WPTS sponsors jazz-pop and emo at the Quiet Storm
October 17, 2002
Salena Catalina
With The Jim Yoshii Pile-Up and Kepler
The Quiet Storm…
Salena Catalina
With The Jim Yoshii Pile-Up and Kepler
The Quiet Storm Coffeehouse
5430 Penn Ave.
Tonight
$5
All ages
(412) 661-9355
Head north to the Quiet Storm tonight if you’re not in the mood to be challenged or jarred up from your table with any of that rock star business. This Friday’s lineup at the Friendship coffeehouse, with its low-down melodies and gentle rhythms, will help you unwind after the trauma of midterms.
Salena Catalina is a four-piece jazz-pop band with a do-it-yourself ethic from Pittsburgh. They use only keyboards, stand-up bass, drums and the crooning of Salena and Ms. Catalina to create a sweet sound, which has become very fitting to the coffeehouse atmosphere. The two female voices bear a striking resemblance to that of Ani DiFranco, but meld together even more smoothly. This band’s volume rises and falls, bathing the listener in smooth, occasionally wailing, harmonization, along with hybrid grooves.
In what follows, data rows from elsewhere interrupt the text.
//! Scene collaborator interface
//!
//! The session pushes transforms and animation toggles out through these
//! traits every tick and never reads anything back. A renderer implements
//! them; [`crate::headless::HeadlessScene`] records them in memory.

use crate::prop::ObjectKind;
use brawl_combat::AttackKind;
use brawl_core::EntityId;
use glam::{Quat, Vec3};

/// Which side an actor plays on
#[derive(Debug, Clone, Copy, PartialEq, Eq, Hash)]
pub enum Role {
    Player,
    Npc,
}

/// A visual the core writes to
pub trait VisualHandle {
    /// Pose of the visual this frame
    fn set_transform(&mut self, position: Vec3, rotation: Quat);

    fn set_visible(&mut self, visible: bool);

    /// The entity is gone; release the visual
    fn detach(&mut self);
}

/// Animation capabilities of a character visual
pub trait ActorVisual: VisualHandle {
    fn set_walking(&mut self, walking: bool);

    /// One-shot attack animation
    fn play_attack(&mut self, kind: AttackKind);

    fn set_jumping(&mut self, jumping: bool);
}

/// Creates visuals for new entities
pub trait SceneHost {
    fn attach_actor(&mut self, id: EntityId, name: &str, role: Role) -> Box<dyn ActorVisual>;

    fn attach_prop(&mut self, id: EntityId, kind: ObjectKind) -> Box<dyn VisualHandle>;
}
//! Generational arena for entity storage
//!
//! Entities are addressed by [`EntityId`]. Removing an entity bumps its slot
//! generation, so every id handed out before the removal stops resolving.

use crate::id::EntityId;

/// Storage for one kind of entity
pub struct EntityArena<T> {
    /// Generation of each slot
    generations: Vec<u32>,
    /// Slot contents
    values: Vec<Option<T>>,
    /// Freed slots available for reuse
    free_list: Vec<u32>,
}

impl<T> EntityArena<T> {
    /// Create an empty arena
    pub fn new() -> Self {
        Self {
            generations: Vec::new(),
            values: Vec::new(),
            free_list: Vec::new(),
        }
    }

    /// Reserve the id the next insert will use
    fn next_id(&mut self) -> EntityId {
        if let Some(index) = self.free_list.pop() {
            EntityId::new(index, self.generations[index as usize])
        } else {
            let index = self.generations.len() as u32;
            self.generations.push(0);
            self.values.push(None);
            EntityId::new(index, 0)
        }
    }

    /// Insert a value and get its id
    pub fn insert(&mut self, value: T) -> EntityId {
        self.insert_with(|_| value)
    }

    /// Insert a value that needs to know its own id while being built
    pub fn insert_with<F>(&mut self, build: F) -> EntityId
    where
        F: FnOnce(EntityId) -> T,
    {
        let id = self.next_id();
        self.values[id.index() as usize] = Some(build(id));
        id
    }

    /// Insert a value whose construction may fail. On failure the reserved
    /// slot goes back to the free list untouched.
    pub fn try_insert_with<F, E>(&mut self, build: F) -> Result<EntityId, E>
    where
        F: FnOnce(EntityId) -> Result<T, E>,
    {
        let id = self.next_id();
        match build(id) {
            Ok(value) => {
                self.values[id.index() as usize] = Some(value);
                Ok(id)
            }
            Err(e) => {
                self.free_list.push(id.index());
                Err(e)
            }
        }
    }

    /// Remove a value, invalidating its id
    pub fn remove(&mut self, id: EntityId) -> Option<T> {
        if !self.contains(id) {
            return None;
        }
        let index = id.index() as usize;
        let value = self.values[index].take();
        self.generations[index] = self.generations[index].wrapping_add(1);
        self.free_list.push(id.index());
        value
    }

    /// Check whether an id still resolves
    pub fn contains(&self, id: EntityId) -> bool {
        let index = id.index() as usize;
        index < self.generations.len()
            && self.generations[index] == id.generation()
            && self.values[index].is_some()
    }

    /// Look up a value
    pub fn get(&self, id: EntityId) -> Option<&T> {
        if !self.contains(id) {
            return None;
        }
        self.values[id.index() as usize].as_ref()
    }

    /// Look up a value mutably
    pub fn get_mut(&mut self, id: EntityId) -> Option<&mut T> {
        if !self.contains(id) {
            return None;
        }
        self.values[id.index() as usize].as_mut()
    }

    /// Number of live entities
    pub fn len(&self) -> usize {
        self.values.iter().filter(|v| v.is_some()).count()
    }

    /// Check if no entities are live
    pub fn is_empty(&self) -> bool {
        self.len() == 0
    }

    /// Snapshot of live ids, in slot order
    pub fn ids(&self) -> Vec<EntityId> {
        self.iter().map(|(id, _)| id).collect()
    }

    /// Iterate over live entities
    pub fn iter(&self) -> impl Iterator<Item = (EntityId, &T)> {
        let generations = &self.generations;
        self.values.iter().enumerate().filter_map(move |(i, slot)| {
            slot.as_ref()
                .map(|v| (EntityId::new(i as u32, generations[i]), v))
        })
    }

    /// Iterate over live entities mutably
    pub fn iter_mut(&mut self) -> impl Iterator<Item = (EntityId, &mut T)> {
        let generations = &self.generations;
        self.values.iter_mut().enumerate().filter_map(move |(i, slot)| {
            slot.as_mut()
                .map(|v| (EntityId::new(i as u32, generations[i]), v))
        })
    }
}

impl<T> Default for EntityArena<T> {
    fn default() -> Self {
        Self::new()
    }
}

#[cfg(test)]
mod tests {
    use super::*;

    #[test]
    fn test_insert_and_get() {
        let mut arena = EntityArena::new();
        let a = arena.insert("a");
        let b = arena.insert("b");

        assert_ne!(a, b);
        assert_eq!(arena.get(a), Some(&"a"));
        assert_eq!(arena.get(b), Some(&"b"));
        assert_eq!(arena.len(), 2);
    }

    #[test]
    fn test_stale_id_after_reuse() {
        let mut arena = EntityArena::new();
        let old = arena.insert(1);
        assert_eq!(arena.remove(old), Some(1));
        assert!(arena.get(old).is_none());

        let new = arena.insert(2);
        assert_eq!(new.index(), old.index());
        assert_ne!(new.generation(), old.generation());
        assert!(arena.get(old).is_none());
        assert_eq!(arena.get(new), Some(&2));
    }

    #[test]
    fn test_insert_with_sees_own_id() {
        let mut arena = EntityArena::new();
        let id = arena.insert_with(|id| id);
        assert_eq!(arena.get(id), Some(&id));
    }

    #[test]
    fn test_failed_insert_releases_slot() {
        let mut arena: EntityArena<u32> = EntityArena::new();
        let failed: Result<EntityId, &str> = arena.try_insert_with(|_| Err("nope"));
        assert!(failed.is_err());
        assert!(arena.is_empty());

        let id = arena.insert(5);
        assert_eq!(id.index(), 0);
    }

    #[test]
    fn test_iter_skips_removed() {
        let mut arena = EntityArena::new();
        let a = arena.insert(10);
        let b = arena.insert(20);
        arena.remove(a);

        let live: Vec<_> = arena.iter().collect();
        assert_eq!(live, vec![(b, &20)]);
    }
}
Absolutely Kosher Records artists The Jim Yoshii Pile-Up will meet the evening’s emo quota with tunes and tales from West Coast suburbia. This five-piece isn’t as weepy, overbearing and nasal as bands such as Dashboard Confessional, but they definitely have some whining and reckoning to do. They employ guitars, bass and drums, and also rely heavily on piano to back their restrained, half-spoken lyrics. There are a few occasional bursts of energy as they build up to driving guitars and cymbal crashing.
Kepler, based in Ottawa, will keep with the slow rock theme minus the piano ballads. Their guitars/bass/drums combination is more minimal and varied in texture, making use of brushed drumming. Kepler promises to have a more intense, lower-fidelity sound than the squeaky-clean ballads of The Jim Yoshii Pile-Up.